Performance and scale in Durable Functions (Azure Functions)
To optimize performance and scalability, it's important to understand the unique scaling characteristics of Durable Functions.
To understand the scale behavior, you have to understand some of the details of the underlying Azure Storage provider used by Durable Functions.
The history table is an Azure Storage table that contains the history events for all orchestration instances. As instances run, new rows are added to this table. The partition key of this table is derived from the instance ID of the orchestration. These values are random in most cases, which ensures optimal distribution of internal partitions in Azure Storage.
Internal queue triggers
Orchestrator functions and activity functions are both triggered by internal queues in the function app's default storage account. There are two types of queues in Durable Functions: the control queue and the work-item queue.
The work-item queue
There is one work-item queue per task hub in Durable Functions. This is a basic queue and behaves similarly to any other
queueTrigger queue in Azure Functions. This queue is used to trigger stateless activity functions. When a Durable Functions application scales out to multiple VMs, these VMs all compete to acquire work from the work-item queue.

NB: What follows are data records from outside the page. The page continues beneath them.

//! Upload and health routes.

use std::sync::Arc;

use axum::{
    Json, Router,
    extract::{Multipart, State},
    http::StatusCode,
    routing::{get, post},
};
use csvgate_core::{DatasetValidator, ValidationResult};
use csvgate_loader::{has_csv_extension, parse_bytes};
use csvgate_validator::CsvValidator;
use serde::{Deserialize, Serialize};
use tracing::{info, warn};

/// Message returned for uploads without a `.csv` file name.
pub const INVALID_FILE_TYPE_MESSAGE: &str = "Invalid file type. Please upload a CSV file.";

/// Message returned when the multipart body carries no file.
pub const NO_FILE_MESSAGE: &str = "No file provided.";

// ==================
// Shared State
// ==================

/// Validation state shared across handlers
pub struct ValidateState {
    pub validator: Box<dyn DatasetValidator>,
}

impl ValidateState {
    pub fn new(validator: Box<dyn DatasetValidator>) -> Self {
        Self { validator }
    }
}

impl Default for ValidateState {
    fn default() -> Self {
        Self::new(Box::new(CsvValidator::new()))
    }
}

// ==================
// Response Types
// ==================

/// Body of every non-200 response.
#[derive(Debug, Serialize, Deserialize)]
pub struct ErrorResponse {
    pub detail: String,
}

#[derive(Debug, Serialize, Deserialize)]
pub struct HealthResponse {
    pub status: String,
}

type ApiError = (StatusCode, Json<ErrorResponse>);

fn api_error(status: StatusCode, detail: impl Into<String>) -> ApiError {
    (
        status,
        Json(ErrorResponse {
            detail: detail.into(),
        }),
    )
}

// ==================
// Routes
// ==================

/// Create the upload validation routes
pub fn validate_routes(state: Arc<ValidateState>) -> Router {
    Router::new()
        .route("/validate", post(validate_handler))
        .with_state(state)
}

/// Create the health check routes
pub fn health_routes() -> Router {
    Router::new().route("/health", get(health_handler))
}

// ==================
// Handlers
// ==================

async fn health_handler() -> Json<HealthResponse> {
    Json(HealthResponse {
        status: "ok".to_string(),
    })
}

/// Validates the first uploaded file of a multipart body.
///
/// Status codes:
/// - 400 when no file is present or its name does not end in `.csv`
/// - 500 when the file cannot be loaded as CSV
/// - 200 with the validation result otherwise, pass or fail
async fn validate_handler(
    State(state): State<Arc<ValidateState>>,
    mut multipart: Multipart,
) -> Result<Json<ValidationResult>, ApiError> {
    while let Some(field) = multipart
        .next_field()
        .await
        .map_err(|e| api_error(StatusCode::BAD_REQUEST, e.to_string()))?
    {
        let Some(file_name) = field.file_name().map(str::to_string) else {
            continue;
        };

        if !has_csv_extension(&file_name) {
            warn!("Rejected upload with invalid file type: {}", file_name);
            return Err(api_error(StatusCode::BAD_REQUEST, INVALID_FILE_TYPE_MESSAGE));
        }

        let data = field
            .bytes()
            .await
            .map_err(|e| api_error(StatusCode::BAD_REQUEST, e.to_string()))?;
        info!("Validating upload {} ({} bytes)", file_name, data.len());

        let dataset = parse_bytes(&data).map_err(|e| {
            warn!("Failed to load {}: {}", file_name, e);
            api_error(
                StatusCode::INTERNAL_SERVER_ERROR,
                format!("Error processing file: {e}"),
            )
        })?;

        let result = state.validator.validate(&dataset);
        info!(
            "Upload {}: {} ({} errors)",
            file_name,
            result.status,
            result.errors.len()
        );
        return Ok(Json(result));
    }

    Err(api_error(StatusCode::BAD_REQUEST, NO_FILE_MESSAGE))
}
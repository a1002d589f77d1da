//! Error types for the HTTP server.

use thiserror::Error;

/// Result type for server operations.
pub type Result<T> = std::result::Result<T, ServerError>;

/// Errors raised while configuring or running the server.
#[derive(Debug, Error)]
pub enum ServerError {
    /// Configuration could not be loaded
    #[error("Configuration error: {0}")]
    Config(#[from] ConfigError),

    /// Host/port pair does not form a socket address
    #[error("Invalid socket address: {0}")]
    InvalidAddress(String),

    /// Binding or serving failed
    #[error("Server I/O error: {0}")]
    Io(#[from] std::io::Error),
}

/// Errors raised while loading a server configuration file.
#[derive(Debug, Error)]
pub enum ConfigError {
    /// File I/O error
    #[error("File I/O error: {0}")]
    Io(#[from] std::io::Error),

    /// TOML parsing or deserialization failed
    #[error("Failed to parse TOML: {0}")]
    Toml(String),

    /// YAML parsing or deserialization failed
    #[error("Failed to parse YAML: {0}")]
    Yaml(#[from] serde_yaml_ng::Error),

    /// Unsupported file format
    #[error("Unsupported config format: {0}")]
    UnsupportedFormat(String),

    /// Invalid file extension
    #[error("Invalid or missing file extension")]
    InvalidExtension,

    /// Environment override could not be parsed
    #[error("Invalid value '{value}' for {name}")]
    InvalidEnv {
        /// Variable name
        name: String,
        /// Offending value
        value: String,
    },
}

The control queue is more sophisticated than the simpler work-item queue. It's used to trigger the stateful orchestrator functions. Because the orchestrator function instances are stateful singletons, it's not possible to use a competing consumer model to distribute load across VMs. Instead, orchestrator messages are load-balanced across multiple control queues. More details on this in subsequent sections.
Control queues contain a variety of orchestration lifecycle message types. Examples include orchestrator control messages, activity function response messages, and timer messages.
Activity functions are stateless and scale out automatically by adding VMs. Orchestrator functions, on the other hand, are partitioned across one or more control queues. The number of control queues is fixed and cannot be changed after you start creating load.
When scaling out to multiple function host instances (typically on different VMs), each instance acquires a lock on one of the control queues. This lock ensures that an orchestration instance only runs on a single VM at a time. This means that if a task hub is configured with three control queues, orchestration instances can be load-balanced across as many as three VMs. Additional VMs can be added to increase capacity for activity function execution. But the additional resources will not be used to run orchestrator functions.
The following diagram illustrates how the Azure Functions host interacts with the storage entities in a scaled out environment.
As you can see, all VMs can compete for messages on the work-item queue. However, only three VMs can acquire messages from control queues, and each VM locks a single control queue.
Orchestration instances are distributed across control queue instances by running an internal hash function against the orchestration's instance ID. Instance IDs are auto-generated and random by default that ensures that instances are balanced across all available control queues. The current default number of supported control queue partitions is 4.
It's not currently possible to configure the number of control queue partitions in Azure Functions. Work to support this configuration option is being tracked.
In general, orchestrator functions are intended to be lightweight and should not need a lot of computing power. For this reason, it is not necessary to create a large number of control queue partitions to get great throughput. Rather, most of the heavy work is done in stateless activity functions, which can be scaled out infinitely.
As with all Azure Functions running in the Consumption plan, Durable Functions support auto-scale via the Azure Functions scale controller. The Scale Controller monitors the length of the work-item queue and each of the control queues, adding or removing VM instances accordingly. If the control queue lengths are increasing over time, the scale controller will continue adding VM instances until it reaches the control queue partition count. If work-item queue lengths are increasing over time, the scale controller will continue adding VM instances until it can match the load, regardless of the control queue partition count.
Orchestrator functions are executed on a single thread. This is required to ensure that orchestrator function execution is deterministic. With this in mind, it's important to never keep the orchestrator function thread unnecessarily busy with tasks such as I/O (which is forbidden for a variety of reasons), blocking, or spinning operations. Any work which may require I/O, blocking, or multiple threads should be moved into activity functions.
Activity functions have all the same behaviors as regular queue-triggered functions. This means they can safely do I/O, execute CPU intensive operations, and use multiple threads. Because activity triggers are stateless, they can freely scale out to an unbounded number of VMs.